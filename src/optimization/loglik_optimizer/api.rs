//! loglik_optimizer::api — the single entry point used by every GAS mode
//! search.
//!
//! L-BFGS runs first with the configured line search. Any failure it
//! reports (typically a line search that wandered into an infeasible
//! region) hands the original start vector to the Nelder–Mead fallback.
use crate::optimization::{
    errors::OptResult,
    loglik_optimizer::{
        OptimOutcome, Theta,
        adapter::ArgMinAdapter,
        fallback::run_nelder_mead,
        solver::{execute, lbfgs_hager_zhang, lbfgs_more_thuente},
        traits::{LineSearcher, LogLikelihood, MLEOptions},
    },
};
use tracing::warn;

/// Maximize `ℓ(θ)` from `theta0`.
///
/// `f.check` vets the start vector once. A failed L-BFGS run is logged at
/// `warn` level and retried with [`run_nelder_mead`] from the same start.
///
/// # Errors
/// - Whatever `f.check` reports.
/// - Solver construction errors (a tolerance argmin refuses).
/// - The fallback's error when both solvers fail.
///
/// # Example
/// ```no_run
/// use ndarray::array;
/// use gas_timeseries::optimization::{
///     errors::{OptError, OptResult},
///     loglik_optimizer::{maximize, LogLikelihood, MLEOptions, Theta},
/// };
///
/// /// Gaussian log-likelihood of three observations in the mean only.
/// struct MeanOnly;
/// impl LogLikelihood for MeanOnly {
///     type Data = [f64; 3];
///     fn value(&self, theta: &Theta, y: &[f64; 3]) -> OptResult<f64> {
///         Ok(-0.5 * y.iter().map(|v| (v - theta[0]).powi(2)).sum::<f64>())
///     }
///     fn check(&self, _: &Theta, _: &[f64; 3]) -> OptResult<()> {
///         Ok(())
///     }
/// }
///
/// let out = maximize(&MeanOnly, array![0.0], &[1.0, 2.0, 3.0], &MLEOptions::default())?;
/// assert!((out.theta_hat[0] - 2.0).abs() < 1e-4);
/// # Ok::<(), OptError>(())
/// ```
pub fn maximize<F: LogLikelihood>(
    f: &F, theta0: Theta, data: &F::Data, opts: &MLEOptions,
) -> OptResult<OptimOutcome> {
    f.check(&theta0, data)?;
    let problem = ArgMinAdapter::new(f, data);
    let lbfgs = match opts.line_searcher {
        LineSearcher::MoreThuente => {
            let solver = lbfgs_more_thuente(opts)?;
            execute(theta0.clone(), opts, problem, solver)
        }
        LineSearcher::HagerZhang => {
            let solver = lbfgs_hager_zhang(opts)?;
            execute(theta0.clone(), opts, problem, solver)
        }
    };
    match lbfgs {
        Ok(outcome) => Ok(outcome),
        Err(err) => {
            warn!(error = %err, "L-BFGS failed; retrying with Nelder-Mead");
            run_nelder_mead(f, theta0, data, opts)
        }
    }
}

#[cfg(test)]
mod tests {
    use super::*;
    use crate::optimization::errors::{OptError, OptResult};
    use ndarray::array;

    // -------------------------------------------------------------------------
    // Scope
    // -----
    // These tests cover:
    // - L-BFGS convergence on a smooth concave objective.
    // - Recovery through the Nelder–Mead fallback when every gradient call
    //   fails.
    // -------------------------------------------------------------------------

    struct Concave;

    impl LogLikelihood for Concave {
        type Data = ();
        fn value(&self, theta: &Theta, _: &()) -> OptResult<f64> {
            Ok(-(theta[0] - 1.0).powi(2) - 2.0 * (theta[1] + 0.5).powi(2))
        }
        fn check(&self, _: &Theta, _: &()) -> OptResult<()> {
            Ok(())
        }
        fn grad(&self, theta: &Theta, _: &()) -> OptResult<Theta> {
            Ok(array![-2.0 * (theta[0] - 1.0), -4.0 * (theta[1] + 0.5)])
        }
    }

    struct BrokenGradient;

    impl LogLikelihood for BrokenGradient {
        type Data = ();
        fn value(&self, theta: &Theta, _: &()) -> OptResult<f64> {
            Ok(-(theta[0] - 1.0).powi(2))
        }
        fn check(&self, _: &Theta, _: &()) -> OptResult<()> {
            Ok(())
        }
        fn grad(&self, _: &Theta, _: &()) -> OptResult<Theta> {
            Err(OptError::InfeasiblePoint { reason: "no gradient here".to_string() })
        }
    }

    #[test]
    // Purpose
    // -------
    // `maximize` finds the optimum of a concave quadratic.
    //
    // Given
    // -----
    // - ℓ(θ) = -(θ₀ - 1)² - 2(θ₁ + 0.5)², start at the origin.
    //
    // Expect
    // ------
    // - θ̂ ≈ (1, -0.5).
    fn maximize_converges_on_concave_quadratic() {
        // Act
        let out = maximize(&Concave, array![0.0, 0.0], &(), &MLEOptions::default())
            .expect("maximize should converge");

        // Assert
        assert!((out.theta_hat[0] - 1.0).abs() < 1e-4);
        assert!((out.theta_hat[1] + 0.5).abs() < 1e-4);
    }

    #[test]
    // Purpose
    // -------
    // A failing L-BFGS run is rescued by the derivative-free fallback.
    //
    // Given
    // -----
    // - An objective whose gradient always errors.
    //
    // Expect
    // ------
    // - `maximize` still returns θ̂ ≈ 1.
    fn maximize_falls_back_to_nelder_mead() {
        // Act
        let out = maximize(&BrokenGradient, array![-2.0], &(), &MLEOptions::default())
            .expect("fallback should succeed");

        // Assert
        assert!((out.theta_hat[0] - 1.0).abs() < 1e-3);
    }
}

····················

**WHAT NEEDS TO BE DONE**
Every line of the listing should be reproduced exactly.

**RESULT**
filename src/optimization/loglik_optimizer/api.rs
//! loglik_optimizer::api — the single entry point used by every GAS mode
//! search.
//!
//! L-BFGS runs first with the configured line search. Any failure it
//! reports (typically a line search that wandered into an infeasible
//! region) hands the original start vector to the Nelder–Mead fallback.
use crate::optimization::{
    errors::OptResult,
    loglik_optimizer::{
        OptimOutcome, Theta,
        adapter::ArgMinAdapter,
        fallback::run_nelder_mead,
        solver::{execute, lbfgs_hager_zhang, lbfgs_more_thuente},
        traits::{LineSearcher, LogLikelihood, MLEOptions},
    },
};
use tracing::warn;

/// Maximize `ℓ(θ)` from `theta0`.
///
/// `f.check` vets the start vector once. A failed L-BFGS run is logged at
/// `warn` level and retried with [`run_nelder_mead`] from the same start.
///
/// # Errors
/// - Whatever `f.check` reports.
/// - Solver construction errors (a tolerance argmin refuses).
/// - The fallback's error when both solvers fail.
///
/// # Example
/// ```no_run
/// use ndarray::array;
/// use gas_timeseries::optimization::{
///     errors::{OptError, OptResult},
///     loglik_optimizer::{maximize, LogLikelihood, MLEOptions, Theta},
/// };
///
/// /// Gaussian log-likelihood of three observations in the mean only.
/// struct MeanOnly;
/// impl LogLikelihood for MeanOnly {
///     type Data = [f64; 3];
///     fn value(&self, theta: &Theta, y: &[f64; 3]) -> OptResult<f64> {
///         Ok(-0.5 * y.iter().map(|v| (v - theta[0]).powi(2)).sum::<f64>())
///     }
///     fn check(&self, _: &Theta, _: &[f64; 3]) -> OptResult<()> {
///         Ok(())
///     }
/// }
///
/// let out = maximize(&MeanOnly, array![0.0], &[1.0, 2.0, 3.0], &MLEOptions::default())?;
/// assert!((out.theta_hat[0] - 2.0).abs() < 1e-4);
/// # Ok::<(), OptError>(())
/// ```
pub fn maximize<F: LogLikelihood>(
    f: &F, theta0: Theta, data: &F::Data, opts: &MLEOptions,
) -> OptResult<OptimOutcome> {
    f.check(&theta0, data)?;
    let problem = ArgMinAdapter::new(f, data);
    let lbfgs = match opts.line_searcher {
        LineSearcher::MoreThuente => {
            let solver = lbfgs_more_thuente(opts)?;
            execute(theta0.clone(), opts, problem, solver)
        }
        LineSearcher::HagerZhang => {
            let solver = lbfgs_hager_zhang(opts)?;
            execute(theta0.clone(), opts, problem, solver)
        }
    };
    match lbfgs {
        Ok(outcome) => Ok(outcome),
        Err(err) => {
            warn!(error = %err, "L-BFGS failed; retrying with Nelder-Mead");
            run_nelder_mead(f, theta0, data, opts)
        }
    }
}

#[cfg(test)]
mod tests {
    use super::*;
    use crate::optimization::errors::{OptError, OptResult};
    use ndarray::array;

    // -------------------------------------------------------------------------
    // Scope
    // -----
    // These tests cover:
    // - L-BFGS convergence on a smooth concave objective.
    // - Recovery through the Nelder–Mead fallback when every gradient call
    //   fails.
    // -------------------------------------------------------------------------

    struct Concave;

    impl LogLikelihood for Concave {
        type Data = ();
        fn value(&self, theta: &Theta, _: &()) -> OptResult<f64> {
            Ok(-(theta[0] - 1.0).powi(2) - 2.0 * (theta[1] + 0.5).powi(2))
        }
        fn check(&self, _: &Theta, _: &()) -> OptResult<()> {
            Ok(())
        }
        fn grad(&self, theta: &Theta, _: &()) -> OptResult<Theta> {
            Ok(array![-2.0 * (theta[0] - 1.0), -4.0 * (theta[1] + 0.5)])
        }
    }

    struct BrokenGradient;

    impl LogLikelihood for BrokenGradient {
        type Data = ();
        fn value(&self, theta: &Theta, _: &()) -> OptResult<f64> {
            Ok(-(theta[0] - 1.0).powi(2))
        }
        fn check(&self, _: &Theta, _: &()) -> OptResult<()> {
            Ok(())
        }
        fn grad(&self, _: &Theta, _: &()) -> OptResult<Theta> {
            Err(OptError::InfeasiblePoint { reason: "no gradient here".to_string() })
        }
    }

    #[test]
    // Purpose
    // -------
    // `maximize` finds the optimum of a concave quadratic.
    //
    // Given
    // -----
    // - ℓ(θ) = -(θ₀ - 1)² - 2(θ₁ + 0.5)², start at the origin.
    //
    // Expect
    // ------
    // - θ̂ ≈ (1, -0.5).
    fn maximize_converges_on_concave_quadratic() {
        // Act
        let out = maximize(&Concave, array![0.0, 0.0], &(), &MLEOptions::default())
            .expect("maximize should converge");

        // Assert
        assert!((out.theta_hat[0] - 1.0).abs() < 1e-4);
        assert!((out.theta_hat[1] + 0.5).abs() < 1e-4);
    }

    #[test]
    // Purpose
    // -------
    // A failing L-BFGS run is rescued by the derivative-free fallback.
    //
    // Given
    // -----
    // - An objective whose gradient always errors.
    //
    // Expect
    // ------
    // - `maximize` still returns θ̂ ≈ 1.
    fn maximize_falls_back_to_nelder_mead() {
        // Act
        let out = maximize(&BrokenGradient, array![-2.0], &(), &MLEOptions::default())
            .expect("fallback should succeed");

        // Assert
        assert!((out.theta_hat[0] - 1.0).abs() < 1e-3);
    }
}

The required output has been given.